Sophie Howe said all public bodies need to work more closely together to tackle the causes of ill health.
There are also concerns services like housing and leisure - which help keep people healthy - are losing out.
More money is having to be switched to the NHS as demands rise.
The Welsh Government said it recognised "health is more than the NHS".
Public health experts are spending a second day in Cardiff debating long-term challenges with colleagues from across the world.
Life expectancy is increasing, while serious heart conditions and numbers of smokers are falling.
But the bad news is, we are getting fatter and more of us are getting diabetes.
Ms Howe, who started work earlier this year, is charged under Wales' new Wellbeing of Future Generations Act, with encouraging 44 public bodies to work much more closely together in making sustainable decisions.
This includes preventing problems like poor health getting worse.
The aim is to build attractive, safe and supportive communities, with healthy lifestyles and environment promoted.
"This is about a nurse thinking it's as much her responsibility to identify an issue of domestic abuse as a police officer," said Ms Howe.
"It's about a health board thinking it's as much its responsibility to think about carbon emissions coming from its estate than the environmental protection people in the council; it's about our economy minister thinking its as much his responsibility to deal with well being, health and poverty.
"It's incredibly tough but something we have got to do. Quite simply if we carry on the way we are, our services are going to fall off a cliff."
A growing and aging population means more of us live with long-term illnesses and the NHS is under more pressure than ever before.

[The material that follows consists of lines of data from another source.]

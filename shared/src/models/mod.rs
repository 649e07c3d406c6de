//! Data models shared between the server and API clients

pub mod drink;

pub use drink::{
    Drink, DrinkCreate, DrinkUpdate, Ingredient, PayloadError, Recipe, ShortDrink,
    ShortIngredient,
};
//! Drink API module

mod handler;

use axum::{
    Router, middleware,
    routing::{get, patch, post},
};

use crate::auth::permissions::{DELETE_DRINKS, GET_DRINKS_DETAIL, PATCH_DRINKS, POST_DRINKS};
use crate::auth::require_permission;
use crate::state::AppState;

pub fn router(state: &AppState) -> Router<AppState> {
    let public_routes = Router::new().route("/drinks", get(handler::list));

    let detail_routes = Router::new()
        .route("/drinks-detail", get(handler::list_detail))
        .route_layer(middleware::from_fn_with_state(
            state.clone(),
            require_permission(GET_DRINKS_DETAIL),
        ));

    let create_routes = Router::new()
        .route("/drinks", post(handler::create))
        .route_layer(middleware::from_fn_with_state(
            state.clone(),
            require_permission(POST_DRINKS),
        ));

    let update_routes = Router::new()
        .route("/drinks/{id}", patch(handler::update))
        .route_layer(middleware::from_fn_with_state(
            state.clone(),
            require_permission(PATCH_DRINKS),
        ));

    let delete_routes = Router::new()
        .route("/drinks/{id}", axum::routing::delete(handler::delete))
        .route_layer(middleware::from_fn_with_state(
            state.clone(),
            require_permission(DELETE_DRINKS),
        ));

    public_routes
        .merge(detail_routes)
        .merge(create_routes)
        .merge(update_routes)
        .merge(delete_routes)
}
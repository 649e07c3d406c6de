//! Error codes reported by the API
//!
//! Codes are grouped by category:
//! - 0xxx: General errors
//! - 1xxx: Authentication errors (token and header validation)
//! - 2xxx: Permission errors
//! - 9xxx: System errors

use std::fmt;

/// Unified error code enum
#[derive(Debug, Clone, Copy, PartialEq, Eq, Hash)]
#[repr(u16)]
pub enum ErrorCode {
    // ==================== 0xxx: General ====================
    /// Request body missing, empty or not JSON
    BadRequest = 1,
    /// Request understood but the payload cannot be applied
    Unprocessable = 2,
    /// Resource not found
    NotFound = 3,
    /// Resource already exists (uniqueness constraint)
    AlreadyExists = 4,

    // ==================== 1xxx: Auth ====================
    /// No Authorization header
    AuthorizationHeaderMissing = 1001,
    /// Authorization header is not a single bearer token, or the token has no key id
    InvalidHeader = 1002,
    /// Token has expired
    TokenExpired = 1003,
    /// Audience or issuer do not match
    InvalidClaims = 1004,
    /// Token cannot be decoded or its signature does not verify
    TokenUnparsable = 1005,
    /// No published signing key matches the token's key id
    SigningKeyNotFound = 1006,

    // ==================== 2xxx: Permission ====================
    /// Token carries no permissions claim
    PermissionsMissing = 2001,
    /// Required permission not granted
    PermissionDenied = 2002,

    // ==================== 9xxx: System ====================
    /// Database error
    DatabaseError = 9001,
    /// Issuer key set could not be fetched
    KeySetUnavailable = 9002,
}

impl ErrorCode {
    /// Numeric value of the code
    pub fn code(&self) -> u16 {
        *self as u16
    }

    /// Machine-readable code used in auth error messages (`"<code>: <description>"`)
    pub fn wire_code(&self) -> &'static str {
        match self {
            Self::BadRequest => "bad_request",
            Self::Unprocessable => "unprocessable",
            Self::NotFound => "not_found",
            Self::AlreadyExists => "already_exists",
            Self::AuthorizationHeaderMissing => "authorization_header_missing",
            Self::InvalidHeader | Self::TokenUnparsable | Self::SigningKeyNotFound => {
                "invalid_header"
            }
            Self::TokenExpired => "token_expired",
            Self::InvalidClaims | Self::PermissionsMissing => "invalid_claims",
            Self::PermissionDenied => "unauthorized",
            Self::DatabaseError => "database_error",
            Self::KeySetUnavailable => "jwks_unavailable",
        }
    }

    /// Default human-readable message
    pub fn message(&self) -> &'static str {
        match self {
            Self::BadRequest => "bad request",
            Self::Unprocessable => "unprocessable",
            Self::NotFound => "not found",
            Self::AlreadyExists => "resource already exists",
            Self::AuthorizationHeaderMissing => "Authorization header is expected.",
            Self::InvalidHeader => "Authorization header must be bearer token.",
            Self::TokenExpired => "Token expired.",
            Self::InvalidClaims => "Incorrect claims. Please, check the audience and issuer.",
            Self::TokenUnparsable => "Unable to parse authentication token.",
            Self::SigningKeyNotFound => "Unable to find the appropriate key.",
            Self::PermissionsMissing => "Permissions not included in JWT.",
            Self::PermissionDenied => "Permission not found.",
            Self::DatabaseError => "database error",
            Self::KeySetUnavailable => "Unable to fetch signing keys.",
        }
    }
}

impl fmt::Display for ErrorCode {
    fn fmt(&self, f: &mut fmt::Formatter<'_>) -> fmt::Result {
        write!(f, "{}", self.wire_code())
    }
}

Two weeks ago, the Welsh Government allocated an extra £240m to its budget next year, to help the health service cope.
But the Welsh Local Government Association is concerned that, if the NHS continues to consume an ever-increasing proportion of the Welsh budget, services that help people stay healthy could lose out.
If that happens it is argued it could store-up even more problems for the NHS in the future.
Steve Thomas, chief executive of the Welsh Local Government Association said: "If we carry on the same route, especially if austerity continues and deepens in this next period, the public sector will be schools and hospitals and very little else."
Meanwhile, a leading international health expert has told BBC Wales that the Future Generations Act could be the model for other countries across the world in meeting the "biggest challenge" of health inequalities.
Dr Piroska Ostlin, director of policy and governance for health and well-being at the World Health Organization (WHO) said: "If you do it right, if you implement the act, you can make your vision for a healthier Wales, a more prosperous, more resilient, more equal Wales a reality. Or you don't manage to do that, health inequities will increase and maybe life expectancy decreases."
A spokesman for Welsh Government's said its draft budget provided stability for core services and the goals of the Well-being of Future Generations Act had underpinned its approach.
"The budget delivers the first increase in the settlement for local government since 2013-14, including additional funding to recognise the importance of social services to the long term success of the health service," they added.